Tuesday, March 10, 2009

my knowledge spiral....

Both project consultants provided insights that assisted the researcher in minimizing the focus on presenting solutions to the perceived problems within the observed organization. Instead, greater emphasis was placed on the acknowledgement of the systemic structures within the organization; in turn, the responsibility to create solutions and specific strategies to address observed areas of growth was placed in the hands of the observed organization. The expectation was placed on the organization to determine how it will move forward in consideration of the proposed organizational diagnosis presented by the researcher.
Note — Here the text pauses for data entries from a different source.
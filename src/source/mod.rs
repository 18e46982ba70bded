//! Data sources and the factory that expands config entries into them.
//!
//! Source types are listed explicitly in [`SOURCE_TABLE`]. A config entry
//! names one by its `type` tag and expands into one source per chunking
//! variant.

mod mfdataset;
mod random;

use serde::de::DeserializeOwned;
use serde_json::{Map, Value};

use crate::array::{Chunking, LazyArray};
use crate::config::SourceConfig;
use crate::error::{BenchError, ConfigError, Result};
use crate::result::SourceInfo;

pub use mfdataset::MfDataset;
pub use random::Random;

/// Identity and settings shared by every source type.
///
/// Fixed at construction.
#[derive(Debug, Clone)]
pub struct SourceCore {
    name: String,
    config: SourceConfig,
    chunking: Chunking,
}

impl SourceCore {
    pub fn new(config: SourceConfig, chunking: Chunking) -> Result<Self> {
        Ok(Self {
            name: config.resolved_name()?,
            config,
            chunking,
        })
    }

    /// Deserialize the entry's `args` into a type-specific struct.
    pub fn args<T: DeserializeOwned>(&self) -> Result<T> {
        parse_args(&self.config.source_type, &self.config.args)
    }
}

fn parse_args<T: DeserializeOwned>(source_type: &str, args: &Map<String, Value>) -> Result<T> {
    serde_json::from_value(Value::Object(args.clone())).map_err(|e| {
        ConfigError::Invalid(format!("bad args for {} source: {}", source_type, e)).into()
    })
}

/// Something that can produce a lazy array to benchmark.
pub trait Source: Send {
    fn core(&self) -> &SourceCore;

    /// Type tag, as used in config files and reported as `source_type`.
    fn type_name(&self) -> &'static str;

    /// Produce a fresh lazy array. Never cached by the harness.
    fn load(&self) -> Result<LazyArray>;

    fn name(&self) -> &str {
        &self.core().name
    }

    fn config(&self) -> &SourceConfig {
        &self.core().config
    }

    fn chunking(&self) -> &Chunking {
        &self.core().chunking
    }

    /// Describe the held data. Loads the array once.
    fn info(&self) -> Result<SourceInfo> {
        let array = self.load()?;
        Ok(SourceInfo {
            source_name: self.name().to_string(),
            source_type: self.type_name().to_string(),
            chunks: self.chunking().descriptor(array.dims()),
            nbytes: array.nbytes(),
        })
    }

    /// Load and fully reduce the data to prime any caches below the harness.
    fn warmup(&self) -> Result<()> {
        let array = self.load()?;
        array.compute_mean()?;
        Ok(())
    }

    /// Whether `operation` may be benchmarked against this source.
    fn is_compatible_with(&self, operation: &str) -> bool {
        self.config()
            .operations
            .as_ref()
            .map_or(true, |filter| filter.allows(operation))
    }
}

/// Builds a source of one type from its shared core.
pub type SourceConstructor = fn(SourceCore) -> Result<Box<dyn Source>>;

/// Registered source types.
pub const SOURCE_TABLE: &[(&str, SourceConstructor)] = &[
    (Random::TYPE_NAME, Random::from_core as SourceConstructor),
    (MfDataset::TYPE_NAME, MfDataset::from_core as SourceConstructor),
];

/// Type tags of every registered source type.
pub fn source_types() -> impl Iterator<Item = &'static str> {
    SOURCE_TABLE.iter().map(|(name, _)| *name)
}

fn lookup(source_type: &str) -> Result<SourceConstructor> {
    SOURCE_TABLE
        .iter()
        .find(|(name, _)| *name == source_type)
        .map(|(_, make)| *make)
        .ok_or_else(|| BenchError::UnknownSourceType(source_type.to_string()))
}

/// Expand one config entry into its chunking variants.
///
/// The type tag is resolved up front; sources are built lazily as the
/// returned iterator is advanced.
pub fn source_factory(config: &SourceConfig) -> Result<SourceVariants> {
    let constructor = lookup(&config.source_type)?;
    Ok(SourceVariants {
        constructor,
        config: config.clone(),
        chunks: config.chunk_variants().into_iter(),
    })
}

/// Lazy sequence of sources, one per chunking variant of a config entry.
pub struct SourceVariants {
    constructor: SourceConstructor,
    config: SourceConfig,
    chunks: std::vec::IntoIter<Chunking>,
}

impl Iterator for SourceVariants {
    type Item = Result<Box<dyn Source>>;

    fn next(&mut self) -> Option<Self::Item> {
        let chunking = self.chunks.next()?;
        Some(SourceCore::new(self.config.clone(), chunking).and_then(self.constructor))
    }

    fn size_hint(&self) -> (usize, Option<usize>) {
        self.chunks.size_hint()
    }
}

#[cfg(test)]
mod tests {
    use super::*;

    fn random_entry() -> SourceConfig {
        SourceConfig::new("Random")
            .with_arg("shape", vec![20, 6])
            .with_chunks(vec![
                Chunking::Auto,
                Chunking::explicit([("time", 5)]),
                Chunking::explicit([("time", -1), ("lat", 2)]),
            ])
    }

    #[test]
    fn should_yield_one_source_per_chunking() {
        let entry = random_entry();
        let sources: Vec<_> = source_factory(&entry)
            .unwrap()
            .collect::<Result<_>>()
            .unwrap();

        assert_eq!(sources.len(), 3);
        for (source, chunking) in sources.iter().zip(entry.chunk_variants()) {
            assert_eq!(source.chunking(), &chunking);
            assert_eq!(source.config().args, entry.args);
            assert_eq!(source.type_name(), "Random");
        }
    }

    #[test]
    fn should_default_to_single_auto_variant() {
        let entry = SourceConfig::new("Random").with_arg("shape", vec![4]);
        let sources: Vec<_> = source_factory(&entry).unwrap().collect();
        assert_eq!(sources.len(), 1);
        assert_eq!(sources[0].as_ref().unwrap().chunking(), &Chunking::Auto);
    }

    #[test]
    fn should_fail_for_unknown_type() {
        let entry = SourceConfig::new("Zarr");
        assert!(matches!(
            source_factory(&entry),
            Err(BenchError::UnknownSourceType(t)) if t == "Zarr"
        ));
    }

    #[test]
    fn should_name_variants_identically() {
        let entry = random_entry();
        let names: Vec<String> = source_factory(&entry)
            .unwrap()
            .map(|s| s.unwrap().name().to_string())
            .collect();
        assert!(names.windows(2).all(|w| w[0] == w[1]));

        let again = source_factory(&random_entry()).unwrap().next().unwrap().unwrap();
        assert_eq!(again.name(), names[0]);
    }

    #[test]
    fn should_use_explicit_name() {
        let entry = random_entry().with_name("tiny");
        let source = source_factory(&entry).unwrap().next().unwrap().unwrap();
        assert_eq!(source.name(), "tiny");
    }

    #[test]
    fn should_respect_allow_list() {
        let entry = random_entry().with_only(&["TimeMean"]);
        let source = source_factory(&entry).unwrap().next().unwrap().unwrap();
        assert!(source.is_compatible_with("TimeMean"));
        assert!(!source.is_compatible_with("Climatology"));

        let open = source_factory(&random_entry()).unwrap().next().unwrap().unwrap();
        assert!(open.is_compatible_with("Climatology"));
    }

    #[test]
    fn should_report_bad_args_as_config_error() {
        let entry = SourceConfig::new("Random").with_arg("shape", "wide");
        let first = source_factory(&entry).unwrap().next().unwrap();
        assert!(matches!(first, Err(BenchError::Config(_))));
    }

    #[test]
    fn should_list_registered_types() {
        let types: Vec<_> = source_types().collect();
        assert_eq!(types, vec!["Random", "MFDataset"]);
    }
}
The ability to listen to the organizational development presentations of colleagues provided additional insights into the organizational diagnosis consultation process. First, it became very evident that there is significant power in utilizing a metaphor to communicate major concepts to an audience; however, it is important to make the metaphor relevant and understandable to the anticipated audience. Second, it is strongly recommended to explicitly communicate, both verbally and visually, the strengths and highlights of the organization under study. This aids in trust-building and establishing a strong, genuine rapport with the audience. Third, as an organizational development consultant who may be a member of the observed organization, it is important to not allow obvious organizational characteristics to be perceived as clear. As a consultant, my directive is to delve into the secondary and tertiary layers of an organization with the aim to develop questions that assist the organization in uncovering the underlying factors, values, or beliefs that will aid it in learning and moving in a positive direction. Lastly, organizational development does not focus on people—instead, it focuses on the structures and dynamics that lay within an organization. However, organizations are comprised of people and the delivery of an organizational development plan is an emotional process. Careful consideration must be taken into account with the humanistic element embedded within the delivery of a consultant’s organizational diagnosis and proposed plan for intervention.

A strong grasp of organizational learning theory and conceptual models assists consultants in the assessment and creation on an intervention that is unique to an organization and simultaneously grants power and authority to the organization in making a decision based on the resultant knowledge that was made along the organizational knowledge acquisition and learning processes. Experience, practice, and collegial feedback allow organizational development consultants to finesse the delivery and content of a proposed organizational development plan. I appreciated Dr. Patrick Faverty’s statement, “no leader takes anyone anywhere” (2009); ultimately, it is up to the members of an organization to determine where it goes.